== Records supplied ==
use solana_sdk::{
    instruction::{AccountMeta, Instruction},
    pubkey::Pubkey,
};

use crate::{amount::Amount, constants::WITHDRAW_TAG, instructions::derive_program_authority};

/// Build the revenue share withdraw instruction
///
/// Data: tag (1) + amount in hundredths, u64 little-endian (8)
///
/// Accounts:
/// 0. member (signer)
/// 1. state_account (writable)
/// 2. shared_account (writable)
/// 3. destination token account (writable)
/// 4. token_program
/// 5. program authority PDA
pub fn build_withdraw(
    program_id: Pubkey,
    member: Pubkey,
    state_account: Pubkey,
    shared_account: Pubkey,
    destination: Pubkey,
    amount: Amount,
) -> Instruction {
    let mut data = Vec::with_capacity(1 + 8);
    data.push(WITHDRAW_TAG);
    data.extend_from_slice(&amount.hundredths().to_le_bytes());

    let (authority, _bump) = derive_program_authority(&program_id);

    Instruction {
        program_id,
        accounts: vec![
            AccountMeta::new_readonly(member, true),
            AccountMeta::new(state_account, false),
            AccountMeta::new(shared_account, false),
            AccountMeta::new(destination, false),
            AccountMeta::new_readonly(spl_token::id(), false),
            AccountMeta::new_readonly(authority, false),
        ],
        data,
    }
}
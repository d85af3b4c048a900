use std::{fmt, time::Duration};

use solana_client::client_error::ClientError;
use solana_sdk::{
    program_error::ProgramError, pubkey::Pubkey, signature::Signature, signer::SignerError,
};
use thiserror::Error;

/// Step of a write operation in which a failure happened
#[derive(Debug, Clone, Copy, PartialEq, Eq)]
pub enum Phase {
    Allocate,
    Prepare,
    Sign,
    Submit,
    Confirm,
    Verify,
}

impl fmt::Display for Phase {
    fn fmt(&self, f: &mut fmt::Formatter<'_>) -> fmt::Result {
        let name = match self {
            Phase::Allocate => "allocate",
            Phase::Prepare => "prepare",
            Phase::Sign => "sign",
            Phase::Submit => "submit",
            Phase::Confirm => "confirm",
            Phase::Verify => "verify",
        };
        f.write_str(name)
    }
}

/// What a failed write operation may have left on-chain
#[derive(Debug, Clone, Copy, PartialEq, Eq)]
pub enum Outcome {
    /// Nothing was broadcast, or the ledger rejected the transaction atomically
    NotApplied,
    /// The transaction was broadcast and may still land
    AppliedOrUnknown,
}

#[derive(Error, Debug)]
pub enum RevenueShareError {
    #[error("State record must be {expected} bytes, got {actual}")]
    MalformedRecord { expected: usize, actual: usize },

    #[error("Too many members: {count} (max {max})")]
    TooManyMembers { count: usize, max: usize },

    #[error("Member percentages must sum to 10000 bps (100%), got {total_bps} bps")]
    SharesDoNotSumTo100 { total_bps: u64 },

    #[error("At least one member is required")]
    EmptyMemberList,

    #[error("Member and share slot counts differ: {members} members, {shares} shares")]
    SlotCountMismatch { members: usize, shares: usize },

    #[error("Invalid member percentage: {0}")]
    InvalidPercentage(f64),

    #[error("Share of {identity} rounds to zero after a {platform_fee_bps} bps platform fee")]
    ZeroShare { identity: Pubkey, platform_fee_bps: u16 },

    #[error("Token account {account} holds mint {actual}, expected {expected}")]
    MintMismatch {
        account: Pubkey,
        expected: Pubkey,
        actual: Pubkey,
    },

    #[error("Invalid platform fee percentage: {0}")]
    InvalidFee(f64),

    #[error("Invalid amount: {0}")]
    InvalidAmount(String),

    #[error("Member address cannot be empty")]
    EmptyIdentity,

    #[error("Duplicate member address {0}")]
    DuplicateMember(Pubkey),

    #[error("Account {0} not found")]
    AccountNotFound(Pubkey),

    #[error("{0} is not a member of this revenue share")]
    UnknownMember(Pubkey),

    #[error("Wallet is not connected")]
    WalletNotConnected,

    #[error("Math overflow")]
    MathOverflow,

    #[error("Invalid instruction: {0}")]
    InvalidInstruction(#[from] ProgramError),

    #[error("Transaction {signature} was rejected: {reason}")]
    TransactionRejected { signature: Signature, reason: String },

    #[error("State account {0} does not hold the submitted shares")]
    StateMismatch(Pubkey),

    #[error("Initialization failed during {phase}: {source}")]
    InitializationFailed {
        phase: Phase,
        #[source]
        source: Box<RevenueShareError>,
    },

    #[error("Withdrawal failed during {phase}: {source}")]
    WithdrawalFailed {
        phase: Phase,
        #[source]
        source: Box<RevenueShareError>,
    },

    #[error("Transaction {signature} not confirmed after {waited:?}")]
    ConfirmationTimeout { signature: Signature, waited: Duration },

    #[error(transparent)]
    Ledger(#[from] LedgerError),

    #[error(transparent)]
    Wallet(#[from] WalletError),

    #[error(transparent)]
    Config(#[from] ConfigError),
}

impl RevenueShareError {
    pub(crate) fn initialization(phase: Phase, source: impl Into<RevenueShareError>) -> Self {
        Self::wrap(phase, source.into(), |phase, source| {
            RevenueShareError::InitializationFailed { phase, source }
        })
    }

    pub(crate) fn withdrawal(phase: Phase, source: impl Into<RevenueShareError>) -> Self {
        Self::wrap(phase, source.into(), |phase, source| {
            RevenueShareError::WithdrawalFailed { phase, source }
        })
    }

    // Timeouts keep their own variant so callers can tell them apart
    fn wrap(
        phase: Phase,
        source: RevenueShareError,
        make: impl FnOnce(Phase, Box<RevenueShareError>) -> RevenueShareError,
    ) -> Self {
        match source {
            timeout @ RevenueShareError::ConfirmationTimeout { .. } => timeout,
            other => make(phase, Box::new(other)),
        }
    }

    /// Whether the caller can assume nothing landed on-chain
    pub fn outcome(&self) -> Outcome {
        match self {
            RevenueShareError::InitializationFailed { phase, source }
            | RevenueShareError::WithdrawalFailed { phase, source } => match phase {
                Phase::Allocate | Phase::Prepare | Phase::Sign => Outcome::NotApplied,
                Phase::Confirm
                    if matches!(**source, RevenueShareError::TransactionRejected { .. }) =>
                {
                    Outcome::NotApplied
                }
                Phase::Submit | Phase::Confirm | Phase::Verify => Outcome::AppliedOrUnknown,
            },
            RevenueShareError::ConfirmationTimeout { .. } => Outcome::AppliedOrUnknown,
            _ => Outcome::NotApplied,
        }
    }
}

/// Errors raised by a [`crate::ledger::Ledger`] implementation
#[derive(Error, Debug)]
pub enum LedgerError {
    #[error("RPC error: {0}")]
    Rpc(#[from] Box<ClientError>),

    #[error("Account {0} is not a valid token account")]
    InvalidTokenAccount(Pubkey),

    #[error("Ledger unavailable: {0}")]
    Unavailable(String),
}

impl From<ClientError> for LedgerError {
    fn from(err: ClientError) -> Self {
        LedgerError::Rpc(Box::new(err))
    }
}

/// Errors raised by a [`crate::wallet::Wallet`] implementation
#[derive(Error, Debug)]
pub enum WalletError {
    #[error("Signing failed: {0}")]
    Signing(#[from] SignerError),

    #[error("User rejected the request")]
    Rejected,

    #[error("Wallet unavailable: {0}")]
    Unavailable(String),
}

#[derive(Error, Debug)]
pub enum ConfigError {
    #[error("Missing configuration value {0}")]
    Missing(&'static str),

    #[error("Invalid configuration value {name}: {value}")]
    Invalid { name: &'static str, value: String },
}

pub type Result<T> = std::result::Result<T, RevenueShareError>;
//! Cross-server messaging for mediarelay
//!
//! - [`Broker`]: publish/subscribe transport, backed by Redis or in-process
//! - [`CorrelationRegistry`]: request/response on top of a broker
//! - [`messages`]: the JSON wire format
//! - [`RequestDeduplicator`]: suppresses redelivered requests

pub mod broker;
pub mod correlation;
pub mod dedup;
pub mod error;
pub mod memory_broker;
pub mod messages;
pub mod redis_broker;

pub use broker::{Broker, BrokerMessage};
pub use correlation::{CorrelationRegistry, PendingResponse};
pub use dedup::RequestDeduplicator;
pub use error::{Error, Result};
pub use memory_broker::MemoryBroker;
pub use messages::{
    InboundMessage, RegisterStreamData, RelayRequestData, TaskIdentifier, TaskRequest,
    TaskResponse,
};
pub use redis_broker::RedisBroker;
===
## About this exercise
Could you return exactly the stretch of the data above that starts at the line with "a failure happened" and ends at the line with "record must be", both lines included?

## Reply
/// Step of a write operation in which a failure happened
#[derive(Debug, Clone, Copy, PartialEq, Eq)]
pub enum Phase {
    Allocate,
    Prepare,
    Sign,
    Submit,
    Confirm,
    Verify,
}

impl fmt::Display for Phase {
    fn fmt(&self, f: &mut fmt::Formatter<'_>) -> fmt::Result {
        let name = match self {
            Phase::Allocate => "allocate",
            Phase::Prepare => "prepare",
            Phase::Sign => "sign",
            Phase::Submit => "submit",
            Phase::Confirm => "confirm",
            Phase::Verify => "verify",
        };
        f.write_str(name)
    }
}

/// What a failed write operation may have left on-chain
#[derive(Debug, Clone, Copy, PartialEq, Eq)]
pub enum Outcome {
    /// Nothing was broadcast, or the ledger rejected the transaction atomically
    NotApplied,
    /// The transaction was broadcast and may still land
    AppliedOrUnknown,
}

#[derive(Error, Debug)]
pub enum RevenueShareError {
    #[error("State record must be {expected} bytes, got {actual}")]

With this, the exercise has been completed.